### Required work
In the listing below, how many lines hold "usize"? Give the number only.

- - - -

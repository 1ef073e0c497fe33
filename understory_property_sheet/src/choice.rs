// Copyright 2025 the Understory Authors
// SPDX-License-Identifier: Apache-2.0 OR MIT

//! Single-choice properties over a [`ValueSet`].

use alloc::format;
use alloc::rc::Rc;
use alloc::string::String;
use alloc::vec::Vec;
use core::fmt;

use crate::error::{Error, ViewFault};
use crate::kind::{EditorWidget, PropertyKind};
use crate::property::Property;
use crate::state::ViewState;
use crate::value_set::{Reselection, ValueSet};
use crate::widget::Label;

/// Turns a candidate into the text shown for it.
pub type Renderer<T> = Rc<dyn Fn(&T) -> String>;

/// Values that can be offered by a choice property.
pub trait Choice: Clone + PartialEq + fmt::Debug + 'static {}

impl<T: Clone + PartialEq + fmt::Debug + 'static> Choice for T {}

/// Upper-cases the first character and lower-cases the rest.
///
/// Used to label enum variants: `LARGE` and `Large` both become `Large`.
#[must_use]
pub fn capitalize(text: &str) -> String {
    let mut chars = text.chars();
    match chars.next() {
        Some(first) => first
            .to_uppercase()
            .chain(chars.flat_map(char::to_lowercase))
            .collect(),
        None => String::new(),
    }
}

/// A drop-down list.
pub struct ComboBox<T> {
    labels: Vec<String>,
    values: Vec<T>,
    selected: Option<usize>,
    allow_clear: bool,
    state: ViewState,
    writes: usize,
}

impl<T: Choice> ComboBox<T> {
    /// Returns the labels of the entries.
    #[must_use]
    pub fn labels(&self) -> &[String] {
        &self.labels
    }

    /// Returns the entries.
    #[must_use]
    pub fn values(&self) -> &[T] {
        &self.values
    }

    /// Returns the index of the highlighted entry.
    #[must_use]
    pub fn selected_index(&self) -> Option<usize> {
        self.selected
    }

    /// Returns the label of the highlighted entry.
    #[must_use]
    pub fn selected_label(&self) -> Option<&str> {
        self.selected.map(|idx| self.labels[idx].as_str())
    }

    /// Simulates the user picking the entry at `index`. Out-of-range indices
    /// are ignored.
    pub fn select_index(&mut self, index: usize) {
        if index < self.values.len() && self.selected != Some(index) {
            self.selected = Some(index);
            self.writes += 1;
        }
    }

    /// Simulates the user picking the entry labelled `label`.
    ///
    /// Returns `false` if no entry has that label.
    pub fn select_label(&mut self, label: &str) -> bool {
        match self.labels.iter().position(|l| l == label) {
            Some(index) => {
                self.select_index(index);
                true
            }
            None => false,
        }
    }

    /// Simulates the user clearing the selection. Ignored unless clearing is
    /// allowed.
    pub fn clear(&mut self) {
        if self.allow_clear && self.selected.take().is_some() {
            self.writes += 1;
        }
    }

    /// Number of writes that changed the list or the highlight.
    #[must_use]
    pub fn writes(&self) -> usize {
        self.writes
    }
}

impl<T: Choice> EditorWidget for ComboBox<T> {
    fn set_view_state(&mut self, state: ViewState) {
        self.state = state;
    }

    fn view_state(&self) -> ViewState {
        self.state
    }
}

impl<T: Choice> fmt::Debug for ComboBox<T> {
    fn fmt(&self, f: &mut fmt::Formatter<'_>) -> fmt::Result {
        f.debug_struct("ComboBox")
            .field("labels", &self.labels)
            .field("values", &self.values)
            .field("selected", &self.selected)
            .field("allow_clear", &self.allow_clear)
            .field("state", &self.state)
            .field("writes", &self.writes)
            .finish()
    }
}

/// One value picked from a list of candidates, or none.
pub struct ChoiceKind<T> {
    values: ValueSet<T>,
    renderer: Renderer<T>,
    allow_clear: bool,
}

impl<T: Choice> ChoiceKind<T> {
    /// Returns the candidates and the selection.
    #[must_use]
    pub fn values(&self) -> &ValueSet<T> {
        &self.values
    }

    /// Renders one candidate.
    #[must_use]
    pub fn render(&self, value: &T) -> String {
        (self.renderer)(value)
    }

    /// Returns `true` if users may clear the selection.
    #[must_use]
    pub fn allow_clear(&self) -> bool {
        self.allow_clear
    }

    fn labels(&self) -> Vec<String> {
        self.values.items().iter().map(|v| self.render(v)).collect()
    }
}

impl<T: Choice> fmt::Debug for ChoiceKind<T> {
    fn fmt(&self, f: &mut fmt::Formatter<'_>) -> fmt::Result {
        f.debug_struct("ChoiceKind")
            .field("values", &self.values)
            .field("allow_clear", &self.allow_clear)
            .finish_non_exhaustive()
    }
}

impl<T: Choice> PropertyKind for ChoiceKind<T> {
    type Value = Option<T>;
    type Editor = ComboBox<T>;
    type Viewer = Label;

    fn normalize(&mut self, value: Option<T>) -> Option<T> {
        match value {
            Some(value) => {
                if !self.values.contains(&value) {
                    log::debug!("adding {value:?} to the candidates");
                }
                self.values.select(value.clone());
                Some(value)
            }
            None => {
                self.values.clear_selection();
                None
            }
        }
    }

    fn create_editor(&self, value: &Option<T>) -> ComboBox<T> {
        ComboBox {
            labels: self.labels(),
            values: self.values.items().to_vec(),
            selected: value.as_ref().and_then(|v| self.values.position(v)),
            allow_clear: self.allow_clear,
            state: ViewState::default(),
            writes: 0,
        }
    }

    fn create_viewer(&self, value: &Option<T>) -> Label {
        Label::new(self.describe(value))
    }

    fn update_editor(&self, editor: &mut ComboBox<T>, value: &Option<T>) -> Result<(), ViewFault> {
        let labels = self.labels();
        if editor.values != self.values.items() || editor.labels != labels {
            editor.values = self.values.items().to_vec();
            editor.labels = labels;
            editor.writes += 1;
        }
        let selected = value.as_ref().and_then(|v| self.values.position(v));
        if editor.selected != selected {
            editor.selected = selected;
            editor.writes += 1;
        }
        editor.allow_clear = self.allow_clear;
        Ok(())
    }

    fn update_viewer(&self, viewer: &mut Label, value: &Option<T>) -> Result<(), ViewFault> {
        viewer.show(&self.describe(value));
        Ok(())
    }

    fn read_editor(&self, editor: &ComboBox<T>) -> Option<Option<T>> {
        Some(editor.selected.map(|idx| editor.values[idx].clone()))
    }

    fn describe(&self, value: &Option<T>) -> String {
        value.as_ref().map(|v| self.render(v)).unwrap_or_default()
    }
}

/// Configures a [`ChoiceProperty`].
///
/// ```rust
/// use understory_property_sheet::ChoiceProperty;
///
/// let size = ChoiceProperty::builder("Size")
///     .candidates(["S", "M", "L"])
///     .initial("XL")
///     .build()
///     .unwrap();
/// assert_eq!(size.value(), Some("XL"));
/// assert_eq!(size.values(), ["S", "M", "L", "XL"]);
/// ```
pub struct ChoiceBuilder<T> {
    name: String,
    description: String,
    candidates: Vec<T>,
    initial: Option<T>,
    fallback: Option<T>,
    renderer: Option<Renderer<T>>,
    allow_clear: bool,
}

impl<T: Choice> ChoiceBuilder<T> {
    /// Starts a choice with no candidates.
    #[must_use]
    pub fn new(name: impl Into<String>) -> Self {
        Self {
            name: name.into(),
            description: String::new(),
            candidates: Vec::new(),
            initial: None,
            fallback: None,
            renderer: None,
            allow_clear: false,
        }
    }

    /// Adds candidates. Duplicates are dropped when the property is built.
    #[must_use]
    pub fn candidates<I>(mut self, candidates: I) -> Self
    where
        I: IntoIterator<Item = T>,
    {
        self.candidates.extend(candidates);
        self
    }

    /// Sets the initial selection. It is appended to the candidates if
    /// missing.
    #[must_use]
    pub fn initial(mut self, value: T) -> Self {
        self.initial = Some(value);
        self
    }

    /// Sets the value selected when there is neither an initial value nor any
    /// candidate.
    #[must_use]
    pub fn fallback(mut self, value: T) -> Self {
        self.fallback = Some(value);
        self
    }

    /// Sets how candidates are labelled. Defaults to their `Debug` output.
    #[must_use]
    pub fn renderer<F>(mut self, renderer: F) -> Self
    where
        F: Fn(&T) -> String + 'static,
    {
        self.renderer = Some(Rc::new(renderer));
        self
    }

    /// Lets users clear the selection from the editor.
    #[must_use]
    pub fn allow_clear(mut self, allow: bool) -> Self {
        self.allow_clear = allow;
        self
    }

    /// Sets the description.
    #[must_use]
    pub fn description(mut self, description: impl Into<String>) -> Self {
        self.description = description.into();
        self
    }

    /// Builds the property.
    ///
    /// Selects the initial value if given, otherwise the first candidate,
    /// otherwise the fallback. Fails with [`Error::EmptyChoices`] if none of
    /// them exists.
    pub fn build(self) -> Result<ChoiceProperty<T>, Error> {
        let mut values = ValueSet::from_candidates(self.candidates);
        let selection = self
            .initial
            .or_else(|| values.items().first().cloned())
            .or(self.fallback)
            .ok_or(Error::EmptyChoices)?;
        values.select(selection.clone());

        let renderer: Renderer<T> = match self.renderer {
            Some(renderer) => renderer,
            None => Rc::new(|value: &T| format!("{value:?}")),
        };
        let kind = ChoiceKind {
            values,
            renderer,
            allow_clear: self.allow_clear,
        };
        Ok(Property::with_kind(self.name, kind, Some(selection)).start_described(self.description))
    }
}

impl<T: Choice> fmt::Debug for ChoiceBuilder<T> {
    fn fmt(&self, f: &mut fmt::Formatter<'_>) -> fmt::Result {
        f.debug_struct("ChoiceBuilder")
            .field("name", &self.name)
            .field("candidates", &self.candidates)
            .field("initial", &self.initial)
            .field("fallback", &self.fallback)
            .field("allow_clear", &self.allow_clear)
            .finish_non_exhaustive()
    }
}

/// A property holding one of several candidates, or nothing.
pub type ChoiceProperty<T> = Property<ChoiceKind<T>>;

impl<T: Choice> Property<ChoiceKind<T>> {
    /// Starts configuring a choice.
    #[must_use]
    pub fn builder(name: impl Into<String>) -> ChoiceBuilder<T> {
        ChoiceBuilder::new(name)
    }

    /// Creates a choice over `candidates` selecting `initial`, or the first
    /// candidate if `initial` is `None`.
    pub fn new<I>(name: impl Into<String>, candidates: I, initial: Option<T>) -> Result<Self, Error>
    where
        I: IntoIterator<Item = T>,
    {
        let builder = ChoiceBuilder::new(name).candidates(candidates);
        match initial {
            Some(initial) => builder.initial(initial),
            None => builder,
        }
        .build()
    }

    /// Creates a choice over the variants of an enum, labelled with their
    /// capitalized names.
    ///
    /// ```rust
    /// use understory_property_sheet::ChoiceProperty;
    ///
    /// #[derive(Clone, Copy, Debug, PartialEq)]
    /// enum Quality {
    ///     LOW,
    ///     HIGH,
    /// }
    ///
    /// let quality = ChoiceProperty::from_variants("Quality", [Quality::LOW, Quality::HIGH]).unwrap();
    /// assert_eq!(quality.value_text(), "Low");
    /// ```
    pub fn from_variants<I>(name: impl Into<String>, variants: I) -> Result<Self, Error>
    where
        I: IntoIterator<Item = T>,
    {
        ChoiceBuilder::new(name)
            .candidates(variants)
            .renderer(|value: &T| capitalize(&format!("{value:?}")))
            .build()
    }

    /// Returns the current candidates.
    #[must_use]
    pub fn values(&self) -> Vec<T> {
        self.with_kind_ref(|kind| kind.values.items().to_vec())
    }

    /// Replaces the candidates.
    ///
    /// If the current value is still a candidate it stays selected and the
    /// editors are refreshed; no change event fires. Otherwise the first new
    /// candidate (or nothing, for an empty list) becomes the value through
    /// [`Property::set_value`].
    pub fn set_values<I>(&self, values: I)
    where
        I: IntoIterator<Item = T>,
    {
        let (outcome, selection) = self.update_kind(|kind| {
            let outcome = kind.values.replace(values);
            (outcome, kind.values.selected().cloned())
        });
        match outcome {
            Reselection::Kept => {
                log::debug!("{:?} keeps its selection", self.name());
                self.broadcast_to_editors();
            }
            Reselection::Reselected | Reselection::Cleared => {
                log::debug!(
                    "{:?} reselects after candidate change: {outcome:?}",
                    self.name()
                );
                self.set_value(selection);
            }
        }
    }

    /// Changes how candidates are labelled and refreshes every view.
    pub fn set_renderer<F>(&self, renderer: F)
    where
        F: Fn(&T) -> String + 'static,
    {
        self.update_kind(|kind| kind.renderer = Rc::new(renderer));
        self.broadcast_to_editors();
        self.broadcast_to_viewers();
    }
}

- - - -

### Written reply
5